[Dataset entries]

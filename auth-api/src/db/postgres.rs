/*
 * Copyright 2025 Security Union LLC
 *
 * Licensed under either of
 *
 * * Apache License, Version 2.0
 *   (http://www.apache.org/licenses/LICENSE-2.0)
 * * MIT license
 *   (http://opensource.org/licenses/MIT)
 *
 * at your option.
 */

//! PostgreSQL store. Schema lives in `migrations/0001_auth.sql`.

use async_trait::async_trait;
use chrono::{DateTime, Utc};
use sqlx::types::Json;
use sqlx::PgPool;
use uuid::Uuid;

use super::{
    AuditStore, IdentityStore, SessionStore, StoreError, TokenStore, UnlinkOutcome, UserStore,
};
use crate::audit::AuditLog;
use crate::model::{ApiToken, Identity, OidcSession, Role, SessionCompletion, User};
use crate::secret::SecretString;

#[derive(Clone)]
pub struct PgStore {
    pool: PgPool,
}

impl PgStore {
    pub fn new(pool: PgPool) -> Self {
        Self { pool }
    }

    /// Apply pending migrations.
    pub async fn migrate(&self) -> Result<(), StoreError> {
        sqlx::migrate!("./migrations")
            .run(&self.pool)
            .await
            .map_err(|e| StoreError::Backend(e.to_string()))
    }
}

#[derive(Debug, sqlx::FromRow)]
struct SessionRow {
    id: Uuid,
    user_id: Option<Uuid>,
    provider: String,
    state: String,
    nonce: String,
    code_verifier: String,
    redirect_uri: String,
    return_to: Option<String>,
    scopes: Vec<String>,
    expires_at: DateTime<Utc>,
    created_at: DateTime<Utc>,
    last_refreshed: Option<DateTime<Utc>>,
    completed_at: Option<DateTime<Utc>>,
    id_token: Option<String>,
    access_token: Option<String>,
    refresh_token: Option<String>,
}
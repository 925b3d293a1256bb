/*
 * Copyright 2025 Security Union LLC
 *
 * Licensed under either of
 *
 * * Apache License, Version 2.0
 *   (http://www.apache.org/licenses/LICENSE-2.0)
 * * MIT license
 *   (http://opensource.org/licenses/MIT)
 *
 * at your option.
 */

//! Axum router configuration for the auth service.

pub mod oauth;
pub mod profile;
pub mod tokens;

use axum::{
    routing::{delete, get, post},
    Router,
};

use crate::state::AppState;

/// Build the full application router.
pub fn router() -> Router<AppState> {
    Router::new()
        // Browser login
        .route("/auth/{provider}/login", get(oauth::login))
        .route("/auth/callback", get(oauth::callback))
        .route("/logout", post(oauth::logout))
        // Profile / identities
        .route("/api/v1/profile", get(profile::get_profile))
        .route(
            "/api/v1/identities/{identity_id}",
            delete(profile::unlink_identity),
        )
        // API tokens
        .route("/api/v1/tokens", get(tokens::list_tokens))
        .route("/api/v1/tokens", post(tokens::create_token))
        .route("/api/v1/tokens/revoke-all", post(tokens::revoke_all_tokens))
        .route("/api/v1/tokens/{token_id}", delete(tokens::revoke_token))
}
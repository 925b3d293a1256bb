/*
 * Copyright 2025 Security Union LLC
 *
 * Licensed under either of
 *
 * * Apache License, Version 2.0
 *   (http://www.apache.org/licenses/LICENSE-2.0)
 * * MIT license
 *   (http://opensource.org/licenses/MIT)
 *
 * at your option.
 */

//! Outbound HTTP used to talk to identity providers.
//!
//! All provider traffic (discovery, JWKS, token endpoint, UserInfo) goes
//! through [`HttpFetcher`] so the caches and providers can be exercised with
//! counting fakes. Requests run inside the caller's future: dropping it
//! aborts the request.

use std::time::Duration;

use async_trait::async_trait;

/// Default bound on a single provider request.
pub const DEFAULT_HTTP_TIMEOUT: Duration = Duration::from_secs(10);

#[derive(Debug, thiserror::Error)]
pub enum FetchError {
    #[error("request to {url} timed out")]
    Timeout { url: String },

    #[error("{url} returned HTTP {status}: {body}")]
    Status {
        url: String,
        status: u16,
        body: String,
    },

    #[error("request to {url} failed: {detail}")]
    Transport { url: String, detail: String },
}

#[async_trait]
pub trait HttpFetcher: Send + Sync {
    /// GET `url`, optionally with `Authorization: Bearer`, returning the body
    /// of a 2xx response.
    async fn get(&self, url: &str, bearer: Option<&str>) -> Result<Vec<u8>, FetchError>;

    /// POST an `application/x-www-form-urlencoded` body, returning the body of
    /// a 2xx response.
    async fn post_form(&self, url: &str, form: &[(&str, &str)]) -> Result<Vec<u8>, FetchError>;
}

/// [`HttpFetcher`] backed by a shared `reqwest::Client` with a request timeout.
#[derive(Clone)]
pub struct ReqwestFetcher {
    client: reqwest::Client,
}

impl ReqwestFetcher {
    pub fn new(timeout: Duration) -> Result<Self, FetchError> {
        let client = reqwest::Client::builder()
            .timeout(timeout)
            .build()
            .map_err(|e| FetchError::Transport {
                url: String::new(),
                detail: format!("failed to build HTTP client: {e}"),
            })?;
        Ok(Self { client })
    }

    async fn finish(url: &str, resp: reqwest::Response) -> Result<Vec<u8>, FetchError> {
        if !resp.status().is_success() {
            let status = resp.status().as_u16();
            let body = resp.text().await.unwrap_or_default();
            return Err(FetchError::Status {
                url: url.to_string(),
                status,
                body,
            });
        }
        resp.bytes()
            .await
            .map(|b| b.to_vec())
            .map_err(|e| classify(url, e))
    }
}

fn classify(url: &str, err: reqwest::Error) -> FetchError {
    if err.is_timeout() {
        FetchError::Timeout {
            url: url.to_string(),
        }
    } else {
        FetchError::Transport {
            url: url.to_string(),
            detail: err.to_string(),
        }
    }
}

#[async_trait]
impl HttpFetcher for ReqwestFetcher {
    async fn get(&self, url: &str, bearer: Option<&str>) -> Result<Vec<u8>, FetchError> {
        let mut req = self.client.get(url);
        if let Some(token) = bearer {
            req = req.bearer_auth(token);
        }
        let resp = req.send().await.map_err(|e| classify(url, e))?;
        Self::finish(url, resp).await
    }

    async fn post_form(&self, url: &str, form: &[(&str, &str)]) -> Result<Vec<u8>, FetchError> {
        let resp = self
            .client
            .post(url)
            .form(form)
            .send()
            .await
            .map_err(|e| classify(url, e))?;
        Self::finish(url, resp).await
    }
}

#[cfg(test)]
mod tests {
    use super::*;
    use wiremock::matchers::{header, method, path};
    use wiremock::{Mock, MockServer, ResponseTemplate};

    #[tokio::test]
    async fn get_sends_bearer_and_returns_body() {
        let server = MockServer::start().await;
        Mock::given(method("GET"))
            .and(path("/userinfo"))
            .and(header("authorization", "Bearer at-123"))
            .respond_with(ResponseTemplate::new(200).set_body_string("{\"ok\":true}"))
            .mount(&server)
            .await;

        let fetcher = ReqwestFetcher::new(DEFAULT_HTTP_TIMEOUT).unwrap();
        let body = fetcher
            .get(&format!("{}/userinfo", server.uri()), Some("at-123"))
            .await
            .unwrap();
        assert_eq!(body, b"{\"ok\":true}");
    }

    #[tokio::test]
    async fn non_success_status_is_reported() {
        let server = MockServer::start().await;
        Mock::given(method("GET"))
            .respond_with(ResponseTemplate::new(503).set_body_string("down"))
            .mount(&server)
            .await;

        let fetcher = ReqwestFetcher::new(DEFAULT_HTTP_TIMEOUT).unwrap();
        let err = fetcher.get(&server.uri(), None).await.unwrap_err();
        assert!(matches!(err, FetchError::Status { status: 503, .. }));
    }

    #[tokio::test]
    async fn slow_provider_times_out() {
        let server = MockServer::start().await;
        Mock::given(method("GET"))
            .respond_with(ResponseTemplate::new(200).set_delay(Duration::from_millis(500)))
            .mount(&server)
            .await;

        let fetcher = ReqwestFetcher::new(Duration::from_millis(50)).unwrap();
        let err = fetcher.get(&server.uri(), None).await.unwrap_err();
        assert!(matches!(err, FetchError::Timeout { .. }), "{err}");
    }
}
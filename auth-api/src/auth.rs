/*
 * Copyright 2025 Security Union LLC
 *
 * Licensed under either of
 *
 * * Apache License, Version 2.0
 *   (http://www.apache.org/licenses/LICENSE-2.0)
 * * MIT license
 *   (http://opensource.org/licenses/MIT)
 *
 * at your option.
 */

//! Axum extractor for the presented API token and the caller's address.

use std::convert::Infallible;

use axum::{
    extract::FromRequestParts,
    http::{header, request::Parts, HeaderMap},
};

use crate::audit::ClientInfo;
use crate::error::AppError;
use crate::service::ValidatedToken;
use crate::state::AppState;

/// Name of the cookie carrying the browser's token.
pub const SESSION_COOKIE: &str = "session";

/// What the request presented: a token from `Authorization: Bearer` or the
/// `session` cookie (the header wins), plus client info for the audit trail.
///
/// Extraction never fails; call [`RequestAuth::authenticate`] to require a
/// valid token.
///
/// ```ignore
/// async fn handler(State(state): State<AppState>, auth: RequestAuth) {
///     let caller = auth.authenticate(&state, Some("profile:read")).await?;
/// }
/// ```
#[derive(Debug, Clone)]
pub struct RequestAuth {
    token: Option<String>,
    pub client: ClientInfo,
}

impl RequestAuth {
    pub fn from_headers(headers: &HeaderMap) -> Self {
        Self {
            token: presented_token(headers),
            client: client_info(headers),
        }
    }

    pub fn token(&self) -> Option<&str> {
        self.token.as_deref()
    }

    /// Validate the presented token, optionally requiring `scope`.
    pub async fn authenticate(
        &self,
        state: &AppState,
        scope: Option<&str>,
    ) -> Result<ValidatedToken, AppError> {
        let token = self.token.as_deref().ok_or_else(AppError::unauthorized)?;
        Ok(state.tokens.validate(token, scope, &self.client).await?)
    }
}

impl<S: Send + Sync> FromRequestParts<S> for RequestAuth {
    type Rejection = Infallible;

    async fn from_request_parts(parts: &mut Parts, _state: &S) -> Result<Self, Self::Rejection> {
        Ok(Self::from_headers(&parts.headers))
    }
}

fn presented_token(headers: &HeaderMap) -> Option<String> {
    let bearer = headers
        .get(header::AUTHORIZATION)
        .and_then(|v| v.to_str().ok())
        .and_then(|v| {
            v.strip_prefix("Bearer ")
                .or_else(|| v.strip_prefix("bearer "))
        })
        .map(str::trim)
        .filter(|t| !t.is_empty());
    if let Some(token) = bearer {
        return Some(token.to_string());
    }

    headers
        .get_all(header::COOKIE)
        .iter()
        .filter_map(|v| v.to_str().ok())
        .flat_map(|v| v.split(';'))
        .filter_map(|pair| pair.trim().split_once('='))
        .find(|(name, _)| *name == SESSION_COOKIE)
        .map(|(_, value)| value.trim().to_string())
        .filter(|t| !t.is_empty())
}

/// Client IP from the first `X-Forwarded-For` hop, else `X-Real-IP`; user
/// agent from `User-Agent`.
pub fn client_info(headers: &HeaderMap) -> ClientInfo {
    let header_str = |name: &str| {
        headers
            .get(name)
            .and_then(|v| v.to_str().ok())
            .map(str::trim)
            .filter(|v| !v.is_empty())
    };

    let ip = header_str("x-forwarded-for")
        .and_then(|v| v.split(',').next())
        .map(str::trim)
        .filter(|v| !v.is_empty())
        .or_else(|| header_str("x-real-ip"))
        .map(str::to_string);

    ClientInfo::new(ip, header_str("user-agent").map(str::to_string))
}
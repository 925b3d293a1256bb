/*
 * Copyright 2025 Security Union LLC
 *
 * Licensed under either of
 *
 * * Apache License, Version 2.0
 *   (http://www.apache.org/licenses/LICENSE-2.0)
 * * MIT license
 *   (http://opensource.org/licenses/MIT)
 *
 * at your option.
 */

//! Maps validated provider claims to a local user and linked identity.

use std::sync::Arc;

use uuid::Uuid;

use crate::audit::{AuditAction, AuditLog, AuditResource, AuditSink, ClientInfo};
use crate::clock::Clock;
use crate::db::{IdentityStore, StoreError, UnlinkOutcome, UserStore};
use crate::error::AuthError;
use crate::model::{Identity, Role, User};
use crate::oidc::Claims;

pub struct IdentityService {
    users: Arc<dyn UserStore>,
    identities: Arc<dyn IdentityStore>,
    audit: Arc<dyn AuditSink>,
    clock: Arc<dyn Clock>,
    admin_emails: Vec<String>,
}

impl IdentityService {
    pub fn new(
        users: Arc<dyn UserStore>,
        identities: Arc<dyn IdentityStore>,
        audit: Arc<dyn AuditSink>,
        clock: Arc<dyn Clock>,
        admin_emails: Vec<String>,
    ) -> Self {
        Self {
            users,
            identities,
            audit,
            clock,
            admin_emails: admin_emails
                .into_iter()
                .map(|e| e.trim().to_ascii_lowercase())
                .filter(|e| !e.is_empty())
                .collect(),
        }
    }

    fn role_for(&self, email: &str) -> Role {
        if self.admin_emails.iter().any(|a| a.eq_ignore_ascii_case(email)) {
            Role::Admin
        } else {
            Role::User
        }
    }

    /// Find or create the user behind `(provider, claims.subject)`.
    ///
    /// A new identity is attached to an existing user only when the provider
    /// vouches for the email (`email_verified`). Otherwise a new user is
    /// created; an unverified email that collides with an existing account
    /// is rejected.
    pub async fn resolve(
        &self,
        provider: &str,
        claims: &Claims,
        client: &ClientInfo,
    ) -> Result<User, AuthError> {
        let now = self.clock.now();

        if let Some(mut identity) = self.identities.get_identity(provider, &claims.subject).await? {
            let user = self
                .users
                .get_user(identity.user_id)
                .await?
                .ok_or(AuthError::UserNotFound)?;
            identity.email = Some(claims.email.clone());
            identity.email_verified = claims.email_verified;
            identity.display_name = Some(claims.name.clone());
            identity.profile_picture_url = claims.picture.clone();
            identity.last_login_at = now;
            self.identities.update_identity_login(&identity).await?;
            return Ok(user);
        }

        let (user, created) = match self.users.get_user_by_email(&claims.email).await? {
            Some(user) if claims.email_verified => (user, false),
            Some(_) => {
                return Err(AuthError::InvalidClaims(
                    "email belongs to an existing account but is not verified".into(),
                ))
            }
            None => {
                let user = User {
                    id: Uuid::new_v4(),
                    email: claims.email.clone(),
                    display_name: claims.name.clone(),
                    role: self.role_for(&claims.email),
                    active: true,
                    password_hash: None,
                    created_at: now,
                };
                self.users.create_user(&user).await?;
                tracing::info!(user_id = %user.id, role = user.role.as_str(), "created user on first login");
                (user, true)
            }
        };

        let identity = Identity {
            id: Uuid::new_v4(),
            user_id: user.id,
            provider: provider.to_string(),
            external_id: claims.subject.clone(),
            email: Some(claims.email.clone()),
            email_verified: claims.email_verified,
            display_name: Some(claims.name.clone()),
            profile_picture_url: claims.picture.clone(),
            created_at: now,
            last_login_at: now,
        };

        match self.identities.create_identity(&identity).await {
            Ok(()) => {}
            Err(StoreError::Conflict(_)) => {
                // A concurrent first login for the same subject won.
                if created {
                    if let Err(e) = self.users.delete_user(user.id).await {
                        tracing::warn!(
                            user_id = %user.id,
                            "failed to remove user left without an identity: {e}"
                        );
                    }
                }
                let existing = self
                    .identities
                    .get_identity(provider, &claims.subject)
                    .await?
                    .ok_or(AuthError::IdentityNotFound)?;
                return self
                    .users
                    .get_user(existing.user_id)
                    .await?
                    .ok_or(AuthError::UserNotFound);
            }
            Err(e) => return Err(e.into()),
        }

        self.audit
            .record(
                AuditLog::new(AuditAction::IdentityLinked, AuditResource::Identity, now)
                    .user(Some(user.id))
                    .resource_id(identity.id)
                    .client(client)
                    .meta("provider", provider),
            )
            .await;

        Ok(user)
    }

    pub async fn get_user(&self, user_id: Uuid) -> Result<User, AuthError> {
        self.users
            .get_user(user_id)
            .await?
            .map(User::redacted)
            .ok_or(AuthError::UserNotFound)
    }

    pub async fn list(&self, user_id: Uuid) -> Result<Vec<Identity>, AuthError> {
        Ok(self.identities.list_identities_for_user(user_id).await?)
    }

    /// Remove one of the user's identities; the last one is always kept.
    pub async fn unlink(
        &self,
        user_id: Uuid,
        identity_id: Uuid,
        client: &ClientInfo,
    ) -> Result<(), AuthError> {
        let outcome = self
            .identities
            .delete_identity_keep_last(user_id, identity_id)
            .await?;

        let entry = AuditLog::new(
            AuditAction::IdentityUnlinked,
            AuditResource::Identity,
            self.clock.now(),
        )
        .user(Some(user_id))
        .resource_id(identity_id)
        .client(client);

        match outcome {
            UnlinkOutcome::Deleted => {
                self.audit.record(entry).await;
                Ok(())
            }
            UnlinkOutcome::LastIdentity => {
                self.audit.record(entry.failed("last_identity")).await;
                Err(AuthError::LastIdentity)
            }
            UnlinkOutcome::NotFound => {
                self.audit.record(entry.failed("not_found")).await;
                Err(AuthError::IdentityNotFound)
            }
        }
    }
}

[WHAT YOU NEED TO DO] Go to the line with "endpoint, UserInfo) goes" in the entries above and repeat every line from there through the line with "aborts the request.", exactly and with no other text.

[RESULT OF THE TASK]
//! All provider traffic (discovery, JWKS, token endpoint, UserInfo) goes
//! through [`HttpFetcher`] so the caches and providers can be exercised with
//! counting fakes. Requests run inside the caller's future: dropping it
//! aborts the request.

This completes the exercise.